Stored data entries
══════════════════════════════
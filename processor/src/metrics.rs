use scheduler::{ConfigError, ProcessDescriptor, SchedulerResult, Time};

/// Timings of one process after a simulation.
#[derive(Debug, Copy, Clone, PartialEq, Eq)]
pub struct ProcessTimes {
    /// The process these timings belong to.
    pub process: ProcessDescriptor,

    /// Time from arrival to first dispatch.
    pub response: Time,

    /// Time at which the last unit of the burst ran.
    pub finish: Time,
}

impl ProcessTimes {
    /// Time from arrival to completion.
    pub fn turnaround(&self) -> Time {
        self.finish - self.process.arrival
    }

    /// Time spent ready but not running.
    pub fn wait(&self) -> Time {
        self.turnaround() - self.process.burst
    }
}

/// Per-process timings of one policy run, in PID order.
#[derive(Debug, Clone, PartialEq, Eq)]
pub struct SimulationResult {
    times: Vec<ProcessTimes>,
}

impl SimulationResult {
    pub fn new(times: Vec<ProcessTimes>) -> Self {
        SimulationResult { times }
    }

    pub fn times(&self) -> &[ProcessTimes] {
        &self.times
    }

    /// Averages the timings of every process.
    pub fn summary(&self) -> SchedulerResult<Summary> {
        self.times
            .iter()
            .collect::<MetricsAccumulator>()
            .summary()
    }
}

/// The averages reported for one policy.
#[derive(Debug, Copy, Clone, PartialEq)]
pub struct Summary {
    pub avg_response: f64,
    pub avg_turnaround: f64,
    pub avg_wait: f64,
}

/// Sums per-process timings and turns them into a [`Summary`].
///
/// Sums are kept as integers so the averages do not depend on the order the
/// processes were recorded in.
#[derive(Debug, Default, Clone)]
pub struct MetricsAccumulator {
    count: u64,
    response: u128,
    turnaround: u128,
    wait: u128,
}

impl MetricsAccumulator {
    pub fn new() -> Self {
        Self::default()
    }

    pub fn record(&mut self, times: &ProcessTimes) {
        self.count += 1;
        self.response += u128::from(times.response);
        self.turnaround += u128::from(times.turnaround());
        self.wait += u128::from(times.wait());
    }

    /// Arithmetic means over every recorded process.
    pub fn summary(&self) -> SchedulerResult<Summary> {
        if self.count == 0 {
            return Err(ConfigError::NoProcesses.into());
        }
        let count = self.count as f64;
        Ok(Summary {
            avg_response: self.response as f64 / count,
            avg_turnaround: self.turnaround as f64 / count,
            avg_wait: self.wait as f64 / count,
        })
    }
}

impl<'a> Extend<&'a ProcessTimes> for MetricsAccumulator {
    fn extend<I: IntoIterator<Item = &'a ProcessTimes>>(&mut self, iter: I) {
        for times in iter {
            self.record(times);
        }
    }
}

impl<'a> FromIterator<&'a ProcessTimes> for MetricsAccumulator {
    fn from_iter<I: IntoIterator<Item = &'a ProcessTimes>>(iter: I) -> Self {
        let mut accumulator = MetricsAccumulator::new();
        accumulator.extend(iter);
        accumulator
    }
}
══════════════════════════════
### YOUR TASK
Output all of the records, keeping every word exact.

### SOLUTION
filename processor/src/metrics.rs
use scheduler::{ConfigError, ProcessDescriptor, SchedulerResult, Time};

/// Timings of one process after a simulation.
#[derive(Debug, Copy, Clone, PartialEq, Eq)]
pub struct ProcessTimes {
    /// The process these timings belong to.
    pub process: ProcessDescriptor,

    /// Time from arrival to first dispatch.
    pub response: Time,

    /// Time at which the last unit of the burst ran.
    pub finish: Time,
}

impl ProcessTimes {
    /// Time from arrival to completion.
    pub fn turnaround(&self) -> Time {
        self.finish - self.process.arrival
    }

    /// Time spent ready but not running.
    pub fn wait(&self) -> Time {
        self.turnaround() - self.process.burst
    }
}

/// Per-process timings of one policy run, in PID order.
#[derive(Debug, Clone, PartialEq, Eq)]
pub struct SimulationResult {
    times: Vec<ProcessTimes>,
}

impl SimulationResult {
    pub fn new(times: Vec<ProcessTimes>) -> Self {
        SimulationResult { times }
    }

    pub fn times(&self) -> &[ProcessTimes] {
        &self.times
    }

    /// Averages the timings of every process.
    pub fn summary(&self) -> SchedulerResult<Summary> {
        self.times
            .iter()
            .collect::<MetricsAccumulator>()
            .summary()
    }
}

/// The averages reported for one policy.
#[derive(Debug, Copy, Clone, PartialEq)]
pub struct Summary {
    pub avg_response: f64,
    pub avg_turnaround: f64,
    pub avg_wait: f64,
}

/// Sums per-process timings and turns them into a [`Summary`].
///
/// Sums are kept as integers so the averages do not depend on the order the
/// processes were recorded in.
#[derive(Debug, Default, Clone)]
pub struct MetricsAccumulator {
    count: u64,
    response: u128,
    turnaround: u128,
    wait: u128,
}

impl MetricsAccumulator {
    pub fn new() -> Self {
        Self::default()
    }

    pub fn record(&mut self, times: &ProcessTimes) {
        self.count += 1;
        self.response += u128::from(times.response);
        self.turnaround += u128::from(times.turnaround());
        self.wait += u128::from(times.wait());
    }

    /// Arithmetic means over every recorded process.
    pub fn summary(&self) -> SchedulerResult<Summary> {
        if self.count == 0 {
            return Err(ConfigError::NoProcesses.into());
        }
        let count = self.count as f64;
        Ok(Summary {
            avg_response: self.response as f64 / count,
            avg_turnaround: self.turnaround as f64 / count,
            avg_wait: self.wait as f64 / count,
        })
    }
}

impl<'a> Extend<&'a ProcessTimes> for MetricsAccumulator {
    fn extend<I: IntoIterator<Item = &'a ProcessTimes>>(&mut self, iter: I) {
        for times in iter {
            self.record(times);
        }
    }
}

impl<'a> FromIterator<&'a ProcessTimes> for MetricsAccumulator {
    fn from_iter<I: IntoIterator<Item = &'a ProcessTimes>>(iter: I) -> Self {
        let mut accumulator = MetricsAccumulator::new();
        accumulator.extend(iter);
        accumulator
    }
}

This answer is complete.